→ WHAT TO PRODUCE
Output the whole listing below. Keep it exact.

→ RECORDS PROVIDED
+===+
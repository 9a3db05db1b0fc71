//! Centered blocking popups: remove confirmation and error notices.

use ratatui::{
    buffer::Buffer,
    layout::{Constraint, Flex, Layout, Rect},
    style::{Color, Style},
    widgets::{Block, BorderType, Clear, Paragraph, Widget, Wrap},
};

/// Modal state; while open, all key input is routed to the popup.
#[derive(Debug, Default, Clone, PartialEq, Eq)]
pub enum Popup {
    #[default]
    None,
    /// Waiting for y/n before removing the named item.
    ConfirmRemove { name: String },
    /// Blocking validation/duplicate notice; any key dismisses it.
    Notice { message: String },
}

impl Popup {
    pub fn is_open(&self) -> bool {
        !matches!(self, Popup::None)
    }
}

impl Widget for &Popup {
    fn render(self, area: Rect, buf: &mut Buffer) {
        let (title, body, color) = match self {
            Popup::None => return,
            Popup::ConfirmRemove { name } => (
                " remove item ",
                format!("Are you sure you would like to remove {name}?\n\n[y]es / [n]o"),
                Color::Red,
            ),
            Popup::Notice { message } => (
                " notice ",
                format!("{message}\n\npress any key"),
                Color::Yellow,
            ),
        };

        let popup_area = centered(area, 44, 6);
        Clear.render(popup_area, buf);
        Paragraph::new(body)
            .wrap(Wrap { trim: true })
            .block(
                Block::bordered()
                    .title(title)
                    .border_type(BorderType::Rounded)
                    .border_style(Style::default().fg(color)),
            )
            .render(popup_area, buf);
    }
}

fn centered(area: Rect, width: u16, height: u16) -> Rect {
    let [area] = Layout::horizontal([Constraint::Length(width)])
        .flex(Flex::Center)
        .areas(area);
    let [area] = Layout::vertical([Constraint::Length(height)])
        .flex(Flex::Center)
        .areas(area);
    area
}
+===+
→ RESPONSE
repository 9a3db05db1b0fc71
//! Centered blocking popups: remove confirmation and error notices.

use ratatui::{
    buffer::Buffer,
    layout::{Constraint, Flex, Layout, Rect},
    style::{Color, Style},
    widgets::{Block, BorderType, Clear, Paragraph, Widget, Wrap},
};

/// Modal state; while open, all key input is routed to the popup.
#[derive(Debug, Default, Clone, PartialEq, Eq)]
pub enum Popup {
    #[default]
    None,
    /// Waiting for y/n before removing the named item.
    ConfirmRemove { name: String },
    /// Blocking validation/duplicate notice; any key dismisses it.
    Notice { message: String },
}

impl Popup {
    pub fn is_open(&self) -> bool {
        !matches!(self, Popup::None)
    }
}

impl Widget for &Popup {
    fn render(self, area: Rect, buf: &mut Buffer) {
        let (title, body, color) = match self {
            Popup::None => return,
            Popup::ConfirmRemove { name } => (
                " remove item ",
                format!("Are you sure you would like to remove {name}?\n\n[y]es / [n]o"),
                Color::Red,
            ),
            Popup::Notice { message } => (
                " notice ",
                format!("{message}\n\npress any key"),
                Color::Yellow,
            ),
        };

        let popup_area = centered(area, 44, 6);
        Clear.render(popup_area, buf);
        Paragraph::new(body)
            .wrap(Wrap { trim: true })
            .block(
                Block::bordered()
                    .title(title)
                    .border_type(BorderType::Rounded)
                    .border_style(Style::default().fg(color)),
            )
            .render(popup_area, buf);
    }
}

fn centered(area: Rect, width: u16, height: u16) -> Rect {
    let [area] = Layout::horizontal([Constraint::Length(width)])
        .flex(Flex::Center)
        .areas(area);
    let [area] = Layout::vertical([Constraint::Length(height)])
        .flex(Flex::Center)
        .areas(area);
    area
}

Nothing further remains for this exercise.